Task requirements
Your output is to consist only of the line containing "#[serde(flatten)]" and the lines after it, through the end of the data, reproduced exactly.

Items from a data source:
---+---

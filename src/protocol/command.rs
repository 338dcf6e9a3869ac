//! Outbound command definitions.
//!
//! A command serializes as `{"command": "<name>", ...params}`. The device
//! answers with a message whose `name` equals the command name.

// ============================================================================
// Imports
// ============================================================================

use serde::Serialize;
use serde_json::{Map, Value};

// ============================================================================
// Constants
// ============================================================================

/// Command that reads a file from the device.
pub const GET_FILE: &str = "getFile";

/// Field carrying the command name on the wire.
const COMMAND_FIELD: &str = "command";

// ============================================================================
// Command
// ============================================================================

/// A command request from local end to the device.
///
/// # Format
///
/// ```json
/// {
///   "command": "getFile",
///   "path": "/etc/config"
/// }
/// ```
#[derive(Debug, Clone, PartialEq, Serialize)]
pub struct Command {
    /// Command name, also used as the expected reply name.
    command: String,

    /// Command-specific fields, flattened beside `command`.
    #[serde(flatten)]
    params: Map<String, Value>,
}

impl Command {
    /// Creates a command with no parameters.
    #[inline]
    #[must_use]
    pub fn new(name: impl Into<String>) -> Self {
        Self {
            command: name.into(),
            params: Map::new(),
        }
    }

    /// Creates a `getFile` command for `path`.
    #[inline]
    #[must_use]
    pub fn get_file(path: impl Into<String>) -> Self {
        Self::new(GET_FILE).with_param("path", path.into())
    }

    /// Adds a parameter.
    ///
    /// A parameter named `command` would shadow the command name and is ignored.
    #[must_use]
    pub fn with_param(mut self, key: impl Into<String>, value: impl Into<Value>) -> Self {
        let key = key.into();
        if key != COMMAND_FIELD {
            self.params.insert(key, value.into());
        }
        self
    }

    /// Returns the command name.
    #[inline]
    #[must_use]
    pub fn name(&self) -> &str {
        &self.command
    }

    /// Returns the `name` the device uses for the reply.
    #[inline]
    #[must_use]
    pub fn reply_name(&self) -> &str {
        &self.command
    }

    /// Returns a parameter value.
    #[inline]
    #[must_use]
    pub fn param(&self, key: &str) -> Option<&Value> {
        self.params.get(key)
    }
}

// ============================================================================
// Tests
// ============================================================================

---+---

Your response
    #[serde(flatten)]
    params: Map<String, Value>,
}

impl Command {
    /// Creates a command with no parameters.
    #[inline]
    #[must_use]
    pub fn new(name: impl Into<String>) -> Self {
        Self {
            command: name.into(),
            params: Map::new(),
        }
    }

    /// Creates a `getFile` command for `path`.
    #[inline]
    #[must_use]
    pub fn get_file(path: impl Into<String>) -> Self {
        Self::new(GET_FILE).with_param("path", path.into())
    }

    /// Adds a parameter.
    ///
    /// A parameter named `command` would shadow the command name and is ignored.
    #[must_use]
    pub fn with_param(mut self, key: impl Into<String>, value: impl Into<Value>) -> Self {
        let key = key.into();
        if key != COMMAND_FIELD {
            self.params.insert(key, value.into());
        }
        self
    }

    /// Returns the command name.
    #[inline]
    #[must_use]
    pub fn name(&self) -> &str {
        &self.command
    }

    /// Returns the `name` the device uses for the reply.
    #[inline]
    #[must_use]
    pub fn reply_name(&self) -> &str {
        &self.command
    }

    /// Returns a parameter value.
    #[inline]
    #[must_use]
    pub fn param(&self, key: &str) -> Option<&Value> {
        self.params.get(key)
    }
}

// ============================================================================
// Tests
// ============================================================================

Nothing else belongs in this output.